Dans ce creux de la nuit, qui est comme le creux doucereux d'une vague, les mouvements deviennent fluides.
Le temps glisse sans accroche. Plus rien ne l'agrippe dans ce glissement du monde à l'entour. Aucune accroche. Rien qui pèse ou qui pose. J'ai tant besoin, intensément, instamment, de la fluidité des lignes, de la facilité des mouvements. Le trait glisse, et la courbe se dessine, et les perfections mathématiques accompagnent son tracé, ainsi, dans le délié des possibles. Il est difficile, au début, de croire à cette légèreté et de croire qu'à elles, nous soyons rendus.

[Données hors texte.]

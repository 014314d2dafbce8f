//! # Configuration
//!
//! Typed configuration for the engine connection, each workflow, and the
//! subscription knobs passed through to the engine client.
//!
//! A [`ConnectionConfig`] is validated once at process start and shared
//! read-only by every workflow registered against the same engine connection.
//! A [`WorkflowConfig`] is owned by one deployment step and never mutated
//! after validation.

use crate::error::{FlowbindError, Result};
use serde::{Deserialize, Serialize};
use std::path::PathBuf;
use std::time::Duration;
use url::Url;

/// Authentication strategy for the engine connection
#[derive(Debug, Clone, Copy, PartialEq, Eq, Serialize, Deserialize)]
#[serde(rename_all = "SCREAMING_SNAKE_CASE")]
pub enum AuthStrategy {
    Oauth,
    Basic,
    Bearer,
    Cookie,
    None,
}

impl AuthStrategy {
    fn parse(value: &str) -> Result<Self> {
        match value {
            "OAUTH" => Ok(Self::Oauth),
            "BASIC" => Ok(Self::Basic),
            "BEARER" => Ok(Self::Bearer),
            "COOKIE" => Ok(Self::Cookie),
            "NONE" => Ok(Self::None),
            other => Err(FlowbindError::configuration(format!(
                "authStrategy must be one of: OAUTH, BASIC, BEARER, COOKIE, NONE (got '{other}')"
            ))),
        }
    }
}

/// Connection and authentication configuration for one engine connection
#[derive(Debug, Clone, Serialize, Deserialize)]
pub struct ConnectionConfig {
    pub auth_strategy: AuthStrategy,
    /// Engine gRPC address, e.g. `grpc://localhost:26500`
    pub grpc_address: String,
    /// Engine REST address, e.g. `http://localhost:8088`
    pub rest_address: String,
    pub client_id: String,
    pub client_secret: String,
    /// OAuth token endpoint
    pub oauth_url: String,
    pub token_cache_dir: Option<String>,
    pub token_disk_cache_disable: bool,
}

impl Default for ConnectionConfig {
    fn default() -> Self {
        Self {
            auth_strategy: AuthStrategy::None,
            grpc_address: "grpc://localhost:26500".to_string(),
            rest_address: "http://localhost:8088".to_string(),
            client_id: String::new(),
            client_secret: String::new(),
            oauth_url: String::new(),
            token_cache_dir: None,
            token_disk_cache_disable: false,
        }
    }
}

impl ConnectionConfig {
    /// Build a connection configuration from `FLOWBIND_*` environment
    /// variables, falling back to defaults for anything unset
    pub fn from_env() -> Result<Self> {
        let mut config = Self::default();

        if let Ok(strategy) = std::env::var("FLOWBIND_AUTH_STRATEGY") {
            config.auth_strategy = AuthStrategy::parse(&strategy)?;
        }
        if let Ok(address) = std::env::var("FLOWBIND_GRPC_ADDRESS") {
            config.grpc_address = address;
        }
        if let Ok(address) = std::env::var("FLOWBIND_REST_ADDRESS") {
            config.rest_address = address;
        }
        if let Ok(client_id) = std::env::var("FLOWBIND_CLIENT_ID") {
            config.client_id = client_id;
        }
        if let Ok(client_secret) = std::env::var("FLOWBIND_CLIENT_SECRET") {
            config.client_secret = client_secret;
        }
        if let Ok(oauth_url) = std::env::var("FLOWBIND_OAUTH_URL") {
            config.oauth_url = oauth_url;
        }
        if let Ok(dir) = std::env::var("FLOWBIND_TOKEN_CACHE_DIR") {
            config.token_cache_dir = Some(dir);
        }
        if let Ok(disable) = std::env::var("FLOWBIND_TOKEN_DISK_CACHE_DISABLE") {
            config.token_disk_cache_disable = disable.parse().map_err(|e| {
                FlowbindError::configuration(format!("Invalid token_disk_cache_disable: {e}"))
            })?;
        }

        config.validate()?;
        Ok(config)
    }

    /// Validate addresses and credentials. Synchronous and side-effect-free;
    /// never touches the network.
    pub fn validate(&self) -> Result<()> {
        validate_address(&self.grpc_address, "grpc_address", &["grpc", "grpcs"])?;
        validate_address(&self.rest_address, "rest_address", &["http", "https"])?;

        if self.auth_strategy == AuthStrategy::Oauth {
            if self.client_id.is_empty() {
                return Err(FlowbindError::configuration(
                    "client_id is required when auth_strategy is OAUTH",
                ));
            }
            if self.client_secret.is_empty() {
                return Err(FlowbindError::configuration(
                    "client_secret is required when auth_strategy is OAUTH",
                ));
            }
            validate_address(&self.oauth_url, "oauth_url", &["http", "https"])?;
        }

        Ok(())
    }
}

fn validate_address(value: &str, field: &str, schemes: &[&str]) -> Result<()> {
    if value.is_empty() {
        return Err(FlowbindError::configuration(format!(
            "{field} is required"
        )));
    }

    let url = Url::parse(value)
        .map_err(|e| FlowbindError::configuration(format!("{field} is not a valid URL: {e}")))?;

    if !schemes.contains(&url.scheme()) {
        return Err(FlowbindError::configuration(format!(
            "{field} must use one of the schemes {schemes:?} (got '{}')",
            url.scheme()
        )));
    }

    Ok(())
}

/// Deployment configuration for one workflow
#[derive(Debug, Clone, Serialize, Deserialize)]
pub struct WorkflowConfig {
    /// Unique workflow name linking handlers to this workflow
    pub workflow_name: String,
    /// Path to the process definition file to deploy
    pub process_definition: PathBuf,
    /// Form files to deploy alongside the definition, in declared order
    pub forms: Vec<PathBuf>,
}

impl WorkflowConfig {
    pub fn new(workflow_name: impl Into<String>, process_definition: impl Into<PathBuf>) -> Self {
        Self {
            workflow_name: workflow_name.into(),
            process_definition: process_definition.into(),
            forms: Vec::new(),
        }
    }

    pub fn with_forms(mut self, forms: Vec<PathBuf>) -> Self {
        self.forms = forms;
        self
    }

    pub fn validate(&self) -> Result<()> {
        if self.workflow_name.is_empty() {
            return Err(FlowbindError::configuration("workflow_name is required"));
        }
        if self.process_definition.as_os_str().is_empty() {
            return Err(FlowbindError::configuration(
                "process_definition file path is required",
            ));
        }
        if self.forms.iter().any(|f| f.as_os_str().is_empty()) {
            return Err(FlowbindError::configuration(
                "form file paths cannot be empty",
            ));
        }
        Ok(())
    }
}

/// Subscription knobs passed through to the engine client for every worker
/// opened in one registration pass
#[derive(Debug, Clone)]
pub struct WorkerOptions {
    /// Identity reported to the engine for this worker process
    pub worker_identity: Option<String>,
    /// Maximum jobs the engine client may run concurrently per subscription
    pub max_concurrent_jobs: usize,
    /// Per-activation timeout handed to the engine client
    pub request_timeout: Option<Duration>,
}

impl Default for WorkerOptions {
    fn default() -> Self {
        Self {
            worker_identity: None,
            max_concurrent_jobs: 32,
            request_timeout: None,
        }
    }
}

Le jour est une tourbe épaisse, qu'il nous faut sans cesse contempler, et remuer et qui retient nos mains. La matière prend peu à peu et se solidifie ; les jours se font lourds et brumeux. La tourbe sèche et se craquèle. Voilà que nos mains y sont prises, elles qui essaient de la modifier, et n'ont pas encore renoncé. Et tout cela demande des tensions intenses de la volonté. La volonté s'arc-boute et se tend, et sans doute aussi, elle s'épuise peu à peu, et s'effrite. Et son érosion rend pesant, d'une invraisemblance furieuse, ce mouvement même qu'autrefois nous accomplissions dans l'inconscience et la légèreté. De ce point très reculé où nous sommes, de ce point très reculé de la conscience, cette gravité se perd et s'estompe.
La nuit est une grâce suffisante, et chaque fois elle nous est rendue.
Que cela, à jamais, me soit rendu. Moi qui ne prie jamais, qui ne prierai jamais, qui jamais ne ferai une supplique pour moi, il est possible qu'un jour je l'ai murmuré. Parce que j'aime plus que tout ce mot qui se retourne sur lui-même, et que jamais dise toujours et piège ainsi tous les vœux, quand ils cherchent à s'échapper de nos lèvres et qu'un sourire flotte, mystérieusement, sur elles. Si les contraires se rencontrent, et se recomposent, il est possible que la grâce nous soit rendue. Je crois encore, en dépit de toutes les affirmations contraires, et de toutes les mises en garde, au pouvoir du vent immense venu de la mer, qu'il nous rende la légèreté qui fut celle de nos êtres, et nos pas sur le sable se feront légers, les traces se marqueront, fines et frêles, sur le sable. Il nous sera tel une caresse. Finesse de la matière brisée sur la peau nue. Le sable est une caresse, les vagues l'ont réduit en minuscules éclats, dans lesquels les micas se mêlent au granit, et il reste parfois, sur la peau à la saveur salée, un minuscule éclat de lumière qui se laisse emporter dans la valse du soir.
Nous étions pourtant à genoux. La nuit est une grâce suffisante qui nous relève de nos jours.